Task goal = Your task is to reproduce exactly the lines that run from the beginning of the data through the line where "use super::traversal::TraversalContext;" appears.

Given entries =
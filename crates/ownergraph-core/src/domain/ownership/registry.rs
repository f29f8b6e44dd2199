//! Shared write helpers for the orchestrators
//!
//! Creating an entity, linking two entities and remembering an alternate
//! name are the same operation whether the entity was found as a holding,
//! an investor or a declared portfolio item.

use std::sync::Arc;

use tracing::{debug, info};

use crate::error::Result;

use super::entity::{Entity, EntityRole};
use super::event::IngestionEvent;
use super::identifier::OrgNumber;
use super::relationship::OwnershipEdge;
use super::repository::OwnershipGraphRepository;
use super::traversal::TraversalContext;

pub struct EntityRegistry<R: OwnershipGraphRepository + ?Sized> {
    repository: Arc<R>,
    country_code: String,
}

impl<R: OwnershipGraphRepository + ?Sized> Clone for EntityRegistry<R> {
    fn clone(&self) -> Self {
        Self {
            repository: Arc::clone(&self.repository),
            country_code: self.country_code.clone(),
        }
    }
}

impl<R: OwnershipGraphRepository + ?Sized> EntityRegistry<R> {
    pub fn new(repository: Arc<R>, country_code: impl Into<String>) -> Self {
        Self {
            repository,
            country_code: country_code.into(),
        }
    }

    pub fn repository(&self) -> &Arc<R> {
        &self.repository
    }

    /// Load an entity, creating a minimal record when it does not exist
    pub async fn ensure(
        &self,
        id: &OrgNumber,
        name: &str,
        role: EntityRole,
        ctx: &mut TraversalContext,
    ) -> Result<Entity> {
        if let Some(existing) = self.repository.get_entity(id).await? {
            return Ok(existing);
        }

        let entity = Entity::new(id.clone(), name)
            .with_role(role)
            .with_country_code(self.country_code.clone());
        self.repository.upsert_entity(&entity).await?;

        info!(entity_id = %id, name = %entity.name, role = %role, "Entity created");
        ctx.record(IngestionEvent::entity_created(id, &entity.name));
        Ok(entity)
    }

    /// Store `alias` on the entity if it is a new alternate name
    pub async fn remember_alias(&self, entity: &mut Entity, alias: &str) -> Result<()> {
        if entity.add_alias(alias) {
            self.repository.upsert_entity(entity).await?;
            debug!(entity_id = %entity.entity_id, alias, "Alias recorded");
        }
        Ok(())
    }

    /// Upsert the edge `owner -> target`
    ///
    /// Callers check for self-ownership first; a self-loop here is an error.
    pub async fn link(
        &self,
        owner_id: &OrgNumber,
        target_id: &OrgNumber,
        share_percentage: Option<f64>,
        ctx: &mut TraversalContext,
    ) -> Result<OwnershipEdge> {
        let edge = OwnershipEdge::new(owner_id.clone(), target_id.clone())?
            .with_share_percentage(share_percentage);
        self.repository.upsert_edge(&edge).await?;

        info!(
            owner_id = %owner_id,
            target_id = %target_id,
            share_percentage = ?edge.share_percentage,
            "Ownership edge recorded"
        );
        ctx.record(IngestionEvent::edge_recorded(
            owner_id,
            target_id,
            edge.share_percentage,
        ));
        Ok(edge)
    }
}
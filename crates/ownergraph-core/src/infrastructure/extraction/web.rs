//! Web intelligence over a search backend and a JSON-answering model

use std::sync::Arc;

use async_trait::async_trait;
use regex::Regex;
use serde::Deserialize;
use serde_json::Value;
use tracing::{debug, info, warn};

use crate::domain::ownership::{
    AttributeBag, InvestorCandidate, OrgNumber, WebIntelligence, extract_identifier_from_text,
};
use crate::error::{Error, Result};
use crate::infrastructure::search::{SearchDepth, SearchHit, WebSearch};
use crate::llm::JsonCompletion;

use super::{ExtractedAttributes, parse_percentage};

const IDENTIFIER_SYSTEM: &str = "You find Swedish organization numbers (organisationsnummer) in \
search results. An organization number has ten digits, usually written NNNNNN-NNNN. Answer with \
a JSON object {\"organization_number\": string or null}. Use null when no result states the \
number of exactly this company. Never guess.";

const ATTRIBUTES_SYSTEM: &str = "You extract facts about a company from the sources given. \
Answer with one JSON object with the keys description, mission, sectors (list of strings), \
website, num_employees (integer), year_founded (integer), key_people (list of names with role), \
aliases (other names the company trades under) and investment_thesis (only for investment \
firms). Use null or an empty list for anything the sources do not state.";

const INVESTORS_SYSTEM: &str = "You identify the owners and investors of a company from the \
sources given. Answer with a JSON object {\"investors\": [{\"investor_name\": string, \
\"ownership_percentage\": number or null, \"organization_id\": string or null}]}. Only list \
investors the sources name explicitly; an empty list is a valid answer. Never guess \
percentages or organization numbers.";

/// Search results kept per attribute prompt
const ATTRIBUTE_CONTEXTS: usize = 5;
const ATTRIBUTE_CONTEXT_CHARS: usize = 2_000;

/// Search results kept per investor prompt
const INVESTOR_CONTEXTS: usize = 10;
const INVESTOR_CONTEXT_CHARS: usize = 3_000;

/// Report text passed alongside web results
const REPORT_CONTEXT_CHARS: usize = 8_000;

/// Sources listed first in the investor prompt
const AUTHORITATIVE_DOMAINS: [&str; 5] = [
    "fi.se",
    "bolagsverket",
    "stockholmsborsen",
    "di.se",
    "svd.se",
];

#[derive(Debug, Deserialize)]
struct IdentifierAnswer {
    #[serde(default)]
    organization_number: Value,
}

#[derive(Debug, Deserialize)]
struct InvestorsAnswer {
    #[serde(default)]
    investors: Vec<InvestorAnswer>,
}

#[derive(Debug, Deserialize)]
struct InvestorAnswer {
    #[serde(alias = "name")]
    investor_name: Option<String>,
    #[serde(default)]
    ownership_percentage: Value,
    #[serde(default, alias = "org_id")]
    organization_id: Option<String>,
}

/// [`WebIntelligence`] that reads search results with a language model
#[derive(Clone)]
pub struct LlmWebIntelligence {
    search: Arc<dyn WebSearch>,
    llm: Arc<dyn JsonCompletion>,
}

impl LlmWebIntelligence {
    pub fn new(search: Arc<dyn WebSearch>, llm: Arc<dyn JsonCompletion>) -> Self {
        Self { search, llm }
    }

    fn investor_queries(name: &str, entity_id: &OrgNumber) -> Vec<String> {
        vec![
            format!("{} {} ägare investerare VC", name, entity_id),
            format!("{} {} site:allabolag.se", name, entity_id),
            format!("{} venture capital VC investor funding", name),
            format!("{} största ägare aktieägare", name),
        ]
    }

    /// Run every query, tolerating individual failures
    async fn gather(&self, queries: &[String], depth: SearchDepth) -> Result<Vec<SearchHit>> {
        let mut hits: Vec<SearchHit> = Vec::new();
        let mut last_error = None;
        let mut succeeded = 0;

        for query in queries {
            match self.search.search(query, depth).await {
                Ok(results) => {
                    succeeded += 1;
                    for hit in results {
                        if !hits.iter().any(|h| h.url == hit.url) {
                            hits.push(hit);
                        }
                    }
                }
                Err(e) => {
                    warn!(query = %query, error = %e, "Search query failed");
                    last_error = Some(e);
                }
            }
        }

        match last_error {
            Some(e) if succeeded == 0 => Err(e),
            _ => Ok(hits),
        }
    }
}

fn is_authoritative(url: &str) -> bool {
    AUTHORITATIVE_DOMAINS.iter().any(|domain| url.contains(domain))
}

/// Authoritative sources first, otherwise in search order
fn rank_hits(mut hits: Vec<SearchHit>) -> Vec<SearchHit> {
    hits.sort_by_key(|hit| !is_authoritative(&hit.url));
    hits
}

fn render_contexts(hits: &[SearchHit], limit: usize, max_chars: usize) -> String {
    hits.iter()
        .take(limit)
        .map(|hit| hit.as_context(max_chars))
        .collect::<Vec<_>>()
        .join("\n\n")
}

fn value_text(value: &Value) -> Option<String> {
    match value {
        Value::String(s) => Some(s.clone()),
        Value::Number(n) => Some(n.to_string()),
        _ => None,
    }
}

/// Validate a model-supplied id, falling back to a number written next to the investor's name
fn investor_identifier(
    claimed: Option<&str>,
    name: &str,
    target: &OrgNumber,
    contexts: &[SearchHit],
) -> Option<String> {
    if let Some(id) = claimed.and_then(|id| OrgNumber::parse(id).ok()) {
        return (id != *target).then(|| id.into());
    }

    // Only a number written right after the investor's name belongs to it
    let pattern = format!(
        r"(?i){}[\s,:(]*(?:org(?:anisations)?\.?\s*(?:nr|nummer)\.?[\s:]*)?(\d{{6}}-?\d{{4}})\b",
        regex::escape(name.trim())
    );
    let adjacent = Regex::new(&pattern).ok()?;
    contexts
        .iter()
        .flat_map(|hit| adjacent.captures_iter(&hit.content))
        .filter_map(|caps| OrgNumber::parse(caps.get(1)?.as_str()).ok())
        .find(|id| id != target)
        .map(String::from)
}

#[async_trait]
impl WebIntelligence for LlmWebIntelligence {
    async fn find_identifier(&self, name: &str) -> Result<Option<OrgNumber>> {
        let hits = self
            .search
            .search(&format!("{} organisationsnummer", name), SearchDepth::Basic)
            .await?;
        if hits.is_empty() {
            return Ok(None);
        }

        let context = render_contexts(&hits, ATTRIBUTE_CONTEXTS, ATTRIBUTE_CONTEXT_CHARS);
        let user = format!("Company: {}\n\nSearch results:\n{}", name, context);
        let answer: IdentifierAnswer =
            serde_json::from_value(self.llm.complete_json_value(IDENTIFIER_SYSTEM, &user).await?)?;

        let id = value_text(&answer.organization_number)
            .and_then(|text| extract_identifier_from_text(&text));
        debug!(name, found = id.is_some(), "Identifier lookup");
        Ok(id)
    }

    async fn extract_attributes(
        &self,
        name: &str,
        entity_id: &OrgNumber,
        context: Option<&str>,
    ) -> Result<Option<AttributeBag>> {
        let hits = match self
            .search
            .search(&format!("{} {} Sweden", name, entity_id), SearchDepth::Basic)
            .await
        {
            Ok(hits) => hits,
            Err(e) if context.is_some() => {
                warn!(name, error = %e, "Attribute search failed, using report only");
                Vec::new()
            }
            Err(e) => return Err(e),
        };

        if hits.is_empty() && context.is_none() {
            return Ok(None);
        }

        let mut user = format!("Company: {} ({})\n", name, entity_id);
        if let Some(report) = context {
            let report: String = report.chars().take(REPORT_CONTEXT_CHARS).collect();
            user.push_str("\nAnnual report excerpt:\n");
            user.push_str(&report);
            user.push('\n');
        }
        if !hits.is_empty() {
            user.push_str("\nSearch results:\n");
            user.push_str(&render_contexts(
                &hits,
                ATTRIBUTE_CONTEXTS,
                ATTRIBUTE_CONTEXT_CHARS,
            ));
        }

        let extracted: ExtractedAttributes =
            serde_json::from_value(self.llm.complete_json_value(ATTRIBUTES_SYSTEM, &user).await?)?;
        let bag = extracted.into_bag();
        Ok((!bag.is_empty()).then_some(bag))
    }

    async fn find_investors(
        &self,
        name: &str,
        entity_id: &OrgNumber,
    ) -> Result<Vec<InvestorCandidate>> {
        let queries = Self::investor_queries(name, entity_id);
        let hits = rank_hits(self.gather(&queries, SearchDepth::Advanced).await?);
        if hits.is_empty() {
            return Ok(Vec::new());
        }

        let contexts: Vec<SearchHit> = hits.into_iter().take(INVESTOR_CONTEXTS).collect();
        let user = format!(
            "Company: {} ({})\n\nSources:\n{}",
            name,
            entity_id,
            render_contexts(&contexts, INVESTOR_CONTEXTS, INVESTOR_CONTEXT_CHARS)
        );
        let answer: InvestorsAnswer =
            serde_json::from_value(self.llm.complete_json_value(INVESTORS_SYSTEM, &user).await?)
                .map_err(|e| Error::LLMError(format!("Unexpected investor answer: {}", e)))?;

        let investors: Vec<InvestorCandidate> = answer
            .investors
            .into_iter()
            .filter_map(|raw| {
                let investor_name = raw.investor_name?.trim().to_string();
                if investor_name.is_empty() {
                    return None;
                }
                let entity_id =
                    investor_identifier(
                    raw.organization_id.as_deref(),
                    &investor_name,
                    entity_id,
                    &contexts,
                );
                let mut candidate =
                    InvestorCandidate::new(investor_name, parse_percentage(&raw.ownership_percentage));
                candidate.entity_id = entity_id;
                Some(candidate)
            })
            .collect();

        info!(name, investors = investors.len(), "Investor lookup");
        Ok(investors)
    }
}
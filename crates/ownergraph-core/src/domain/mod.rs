//! Domain layer
//!
//! Contains the core business logic and domain models.

pub mod ownership;
async fn open_database(path: Option<&Path>, config: &Config) -> anyhow::Result<Database> {
    let path = path
        .map(Path::to_path_buf)
        .unwrap_or_else(|| config.database.path.clone());
    let db = Database::new(
        DatabaseConfig::with_path(path).max_connections(config.database.max_connections),
    )
    .await?;
    Ok(db)
}

/// Collaborators from configuration, degrading when keys are missing
fn build_collaborators(config: &Config) -> Collaborators {
    let llm: Option<Arc<dyn JsonCompletion>> = match LlmClient::from_env(config.llm.clone()) {
        Ok(client) => Some(Arc::new(client)),
        Err(e) => {
            warn!(error = %e, "Language model not configured");
            None
        }
    };

    let web: Arc<dyn WebIntelligence> = match (TavilySearch::from_env(&config.search), &llm) {
        (Ok(search), Some(llm)) => Arc::new(LlmWebIntelligence::new(Arc::new(search), llm.clone())),
        (Err(e), _) => Arc::new(UnavailableWeb::new(e.to_string())),
        (Ok(_), None) => Arc::new(UnavailableWeb::new(format!(
            "{} is not set",
            config.llm.api_key_env
        ))),
    };

    let documents: Arc<dyn DocumentSource> = match (&config.documents.reports_dir, &llm) {
        (Some(dir), Some(llm)) => Arc::new(
            ReportDirectory::new(dir, llm.clone())
                .with_max_chars(config.documents.max_report_chars),
        ),
        (Some(dir), None) => {
            warn!(reports_dir = %dir.display(), "Reports need a language model; ignoring them");
            Arc::new(NoDocuments)
        }
        (None, _) => Arc::new(NoDocuments),
    };

    Collaborators::new(documents, web)
}
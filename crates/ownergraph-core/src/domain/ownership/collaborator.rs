//! External capabilities used during ingestion
//!
//! Document extraction and web intelligence are traits so the engine can be
//! driven by real services, fixtures or scripted fakes. Implementations
//! return ordinary `Result`s; the engine only ever sees them through
//! [`Collaborators`], which applies a timeout and folds every outcome into a
//! [`Lookup`].

use std::future::Future;
use std::sync::Arc;
use std::time::Duration;

use async_trait::async_trait;
use serde::{Deserialize, Serialize};
use tracing::warn;

use crate::error::Result;

use super::identifier::OrgNumber;
use super::merge::AttributeBag;

/// Default per-call timeout
pub const DEFAULT_COLLABORATOR_TIMEOUT: Duration = Duration::from_secs(60);

/// A company named as a holding in a report
#[derive(Debug, Clone, PartialEq, Serialize, Deserialize)]
pub struct HoldingCandidate {
    pub name: String,
    pub ownership_pct: Option<f64>,
}

impl HoldingCandidate {
    pub fn new(name: impl Into<String>, ownership_pct: Option<f64>) -> Self {
        Self {
            name: name.into(),
            ownership_pct,
        }
    }
}

/// What a document source knows about one entity
#[derive(Debug, Clone, Default, PartialEq, Serialize, Deserialize)]
pub struct PortfolioDocument {
    /// Holdings named in the entity's reports; empty is a valid answer
    pub candidates: Vec<HoldingCandidate>,
    /// Attributes read from the report itself
    #[serde(default)]
    pub attributes: AttributeBag,
    /// Raw report text, usable as context for attribute extraction
    pub report_text: Option<String>,
}

/// An owner of some entity, as found on the web
#[derive(Debug, Clone, PartialEq, Serialize, Deserialize)]
pub struct InvestorCandidate {
    pub name: String,
    pub ownership_pct: Option<f64>,
    /// Organization number if the source gave one; not yet validated
    pub entity_id: Option<String>,
}

impl InvestorCandidate {
    pub fn new(name: impl Into<String>, ownership_pct: Option<f64>) -> Self {
        Self {
            name: name.into(),
            ownership_pct,
            entity_id: None,
        }
    }

    pub fn with_entity_id(mut self, entity_id: impl Into<String>) -> Self {
        self.entity_id = Some(entity_id.into());
        self
    }
}

/// Source of annual reports and the holdings listed in them
#[async_trait]
pub trait DocumentSource: Send + Sync {
    /// Holdings of `entity_id`; `None` when no document exists
    async fn portfolio_document(&self, entity_id: &OrgNumber) -> Result<Option<PortfolioDocument>>;
}

/// Web search combined with language-model extraction
#[async_trait]
pub trait WebIntelligence: Send + Sync {
    /// Find the organization number of a named company
    async fn find_identifier(&self, name: &str) -> Result<Option<OrgNumber>>;

    /// Extract descriptive attributes, optionally grounded in `context`
    async fn extract_attributes(
        &self,
        name: &str,
        entity_id: &OrgNumber,
        context: Option<&str>,
    ) -> Result<Option<AttributeBag>>;

    /// Find the owners of a company
    async fn find_investors(
        &self,
        name: &str,
        entity_id: &OrgNumber,
    ) -> Result<Vec<InvestorCandidate>>;
}

/// Outcome of one guarded collaborator call
#[derive(Debug, Clone, PartialEq)]
pub enum Lookup<T> {
    Found(T),
    NotFound,
    TimedOut,
    Unavailable(String),
}

impl<T> Lookup<T> {
    pub fn found(self) -> Option<T> {
        match self {
            Self::Found(value) => Some(value),
            _ => None,
        }
    }

    pub fn map<U>(self, f: impl FnOnce(T) -> U) -> Lookup<U> {
        match self {
            Self::Found(value) => Lookup::Found(f(value)),
            Self::NotFound => Lookup::NotFound,
            Self::TimedOut => Lookup::TimedOut,
            Self::Unavailable(reason) => Lookup::Unavailable(reason),
        }
    }

    /// Why the call degraded, if it did
    pub fn degradation(&self) -> Option<String> {
        match self {
            Self::TimedOut => Some("timed out".to_string()),
            Self::Unavailable(reason) => Some(reason.clone()),
            Self::Found(_) | Self::NotFound => None,
        }
    }
}

/// Run a collaborator call under a timeout and classify the outcome
pub async fn guarded<T, F>(service: &str, limit: Duration, call: F) -> Lookup<T>
where
    F: Future<Output = Result<Option<T>>>,
{
    match tokio::time::timeout(limit, call).await {
        Ok(Ok(Some(value))) => Lookup::Found(value),
        Ok(Ok(None)) => Lookup::NotFound,
        Ok(Err(e)) => {
            warn!(service, error = %e, "Collaborator call failed");
            Lookup::Unavailable(e.to_string())
        }
        Err(_) => {
            warn!(service, timeout_secs = limit.as_secs(), "Collaborator call timed out");
            Lookup::TimedOut
        }
    }
}

/// The collaborators an ingestion run talks to
#[derive(Clone)]
pub struct Collaborators {
    documents: Arc<dyn DocumentSource>,
    web: Arc<dyn WebIntelligence>,
    timeout: Duration,
}

impl Collaborators {
    pub const DOCUMENTS: &'static str = "document extraction";
    pub const WEB: &'static str = "web intelligence";

    pub fn new(documents: Arc<dyn DocumentSource>, web: Arc<dyn WebIntelligence>) -> Self {
        Self {
            documents,
            web,
            timeout: DEFAULT_COLLABORATOR_TIMEOUT,
        }
    }

    /// Set the per-call timeout
    pub fn with_timeout(mut self, timeout: Duration) -> Self {
        self.timeout = timeout;
        self
    }

    pub fn timeout(&self) -> Duration {
        self.timeout
    }

    pub async fn portfolio_document(&self, entity_id: &OrgNumber) -> Lookup<PortfolioDocument> {
        guarded(
            Self::DOCUMENTS,
            self.timeout,
            self.documents.portfolio_document(entity_id),
        )
        .await
    }

    pub async fn find_identifier(&self, name: &str) -> Lookup<OrgNumber> {
        guarded(Self::WEB, self.timeout, self.web.find_identifier(name)).await
    }

    pub async fn extract_attributes(
        &self,
        name: &str,
        entity_id: &OrgNumber,
        context: Option<&str>,
    ) -> Lookup<AttributeBag> {
        guarded(
            Self::WEB,
            self.timeout,
            self.web.extract_attributes(name, entity_id, context),
        )
        .await
        .map(AttributeBag::normalized)
    }

    /// Owners of an entity; an empty answer is `Found(vec![])`
    pub async fn find_investors(
        &self,
        name: &str,
        entity_id: &OrgNumber,
    ) -> Lookup<Vec<InvestorCandidate>> {
        let call = async { self.web.find_investors(name, entity_id).await.map(Some) };
        guarded(Self::WEB, self.timeout, call).await
    }
}
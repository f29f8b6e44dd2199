//! Entities of the ownership graph
//!
//! An [`Entity`] is one legal company or fund, addressed only by its
//! [`OrgNumber`]. Names are display values and resolution hints; they are
//! never used as a storage key.

use chrono::{DateTime, Utc};
use serde::{Deserialize, Serialize};

use super::identifier::OrgNumber;
use super::merge::{self, AttributeBag};
use super::resolver::{name_key, normalize_name};

/// Country assigned to new entities when nothing else is known
pub const DEFAULT_COUNTRY_CODE: &str = "SE";

/// Logical classification of an entity
#[derive(Debug, Clone, Copy, PartialEq, Eq, Hash, Serialize, Deserialize)]
#[serde(rename_all = "snake_case")]
pub enum EntityRole {
    /// Operating company
    Company,
    /// Investment fund or holding entity with at least one known holding
    Fund,
}

impl EntityRole {
    pub fn as_str(&self) -> &'static str {
        match self {
            Self::Company => "company",
            Self::Fund => "fund",
        }
    }
}

impl std::fmt::Display for EntityRole {
    fn fmt(&self, f: &mut std::fmt::Formatter<'_>) -> std::fmt::Result {
        f.write_str(self.as_str())
    }
}

/// Classification markers as stored
///
/// Both markers may be set at once. A promoted fund keeps its company
/// marker so it still shows up in company lookups.
#[derive(Debug, Clone, Copy, PartialEq, Eq, Serialize, Deserialize)]
pub struct RoleLabels {
    pub company: bool,
    pub fund: bool,
}

impl RoleLabels {
    pub fn company() -> Self {
        Self {
            company: true,
            fund: false,
        }
    }

    pub fn fund() -> Self {
        Self {
            company: true,
            fund: true,
        }
    }

    pub fn role(&self) -> EntityRole {
        if self.fund {
            EntityRole::Fund
        } else {
            EntityRole::Company
        }
    }

    /// Markers after adding the fund marker
    pub fn promoted(self) -> Self {
        Self { fund: true, ..self }
    }
}

impl From<EntityRole> for RoleLabels {
    fn from(role: EntityRole) -> Self {
        match role {
            EntityRole::Company => Self::company(),
            EntityRole::Fund => Self::fund(),
        }
    }
}

/// One holding in an entity's denormalized portfolio
#[derive(Debug, Clone, PartialEq, Serialize, Deserialize)]
pub struct PortfolioItem {
    pub entity_id: OrgNumber,
    pub name: String,
    pub role: EntityRole,
    pub ownership_pct: Option<f64>,
}

impl PortfolioItem {
    pub fn new(entity_id: OrgNumber, name: impl Into<String>, role: EntityRole) -> Self {
        Self {
            entity_id,
            name: name.into(),
            role,
            ownership_pct: None,
        }
    }

    pub fn with_ownership_pct(mut self, pct: Option<f64>) -> Self {
        self.ownership_pct = pct;
        self
    }
}

/// A legal entity in the ownership graph
#[derive(Debug, Clone, Serialize, Deserialize)]
pub struct Entity {
    /// Canonical organization number
    pub entity_id: OrgNumber,
    /// Current display name
    pub name: String,
    pub labels: RoleLabels,
    pub attributes: AttributeBag,
    pub country_code: String,
    /// Cached outgoing ownership edges
    pub portfolio: Vec<PortfolioItem>,
    pub created_at: DateTime<Utc>,
    pub updated_at: DateTime<Utc>,
}

impl Entity {
    /// Create a minimal company record
    pub fn new(entity_id: OrgNumber, name: impl Into<String>) -> Self {
        let now = Utc::now();
        Self {
            entity_id,
            name: name.into().trim().to_string(),
            labels: RoleLabels::company(),
            attributes: AttributeBag::default(),
            country_code: DEFAULT_COUNTRY_CODE.to_string(),
            portfolio: Vec::new(),
            created_at: now,
            updated_at: now,
        }
    }

    pub fn with_role(mut self, role: EntityRole) -> Self {
        self.labels = role.into();
        self
    }

    pub fn with_attributes(mut self, attributes: AttributeBag) -> Self {
        self.attributes = attributes.shaped_for(self.role());
        self
    }

    pub fn with_country_code(mut self, country_code: impl Into<String>) -> Self {
        self.country_code = country_code.into();
        self
    }

    pub fn role(&self) -> EntityRole {
        self.labels.role()
    }

    pub fn is_fund(&self) -> bool {
        self.labels.fund
    }

    /// Suffix-stripped, upper-cased name used for exact matching
    pub fn name_key(&self) -> String {
        name_key(&self.name)
    }

    /// Merge freshly extracted attributes into this record
    ///
    /// Returns whether anything changed.
    pub fn absorb(&mut self, incoming: &AttributeBag) -> bool {
        let merged = merge::merge(&self.attributes, incoming).shaped_for(self.role());
        if merged == self.attributes {
            return false;
        }
        self.attributes = merged;
        self.updated_at = Utc::now();
        true
    }

    /// Record an alternate name unless it equals the display name
    pub fn add_alias(&mut self, alias: &str) -> bool {
        let alias = alias.trim();
        if alias.is_empty() || normalize_name(alias) == normalize_name(&self.name) {
            return false;
        }
        let known = self
            .attributes
            .aliases
            .iter()
            .any(|a| normalize_name(a) == normalize_name(alias));
        if known {
            return false;
        }
        self.attributes.aliases.insert(alias.to_string());
        self.updated_at = Utc::now();
        true
    }
}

Worked solution =
filename crates/ownergraph-core/src/domain/ownership/registry.rs
repository f29f8b6e44dd2199
//! Shared write helpers for the orchestrators
//!
//! Creating an entity, linking two entities and remembering an alternate
//! name are the same operation whether the entity was found as a holding,
//! an investor or a declared portfolio item.

use std::sync::Arc;

use tracing::{debug, info};

use crate::error::Result;

use super::entity::{Entity, EntityRole};
use super::event::IngestionEvent;
use super::identifier::OrgNumber;
use super::relationship::OwnershipEdge;
use super::repository::OwnershipGraphRepository;
use super::traversal::TraversalContext;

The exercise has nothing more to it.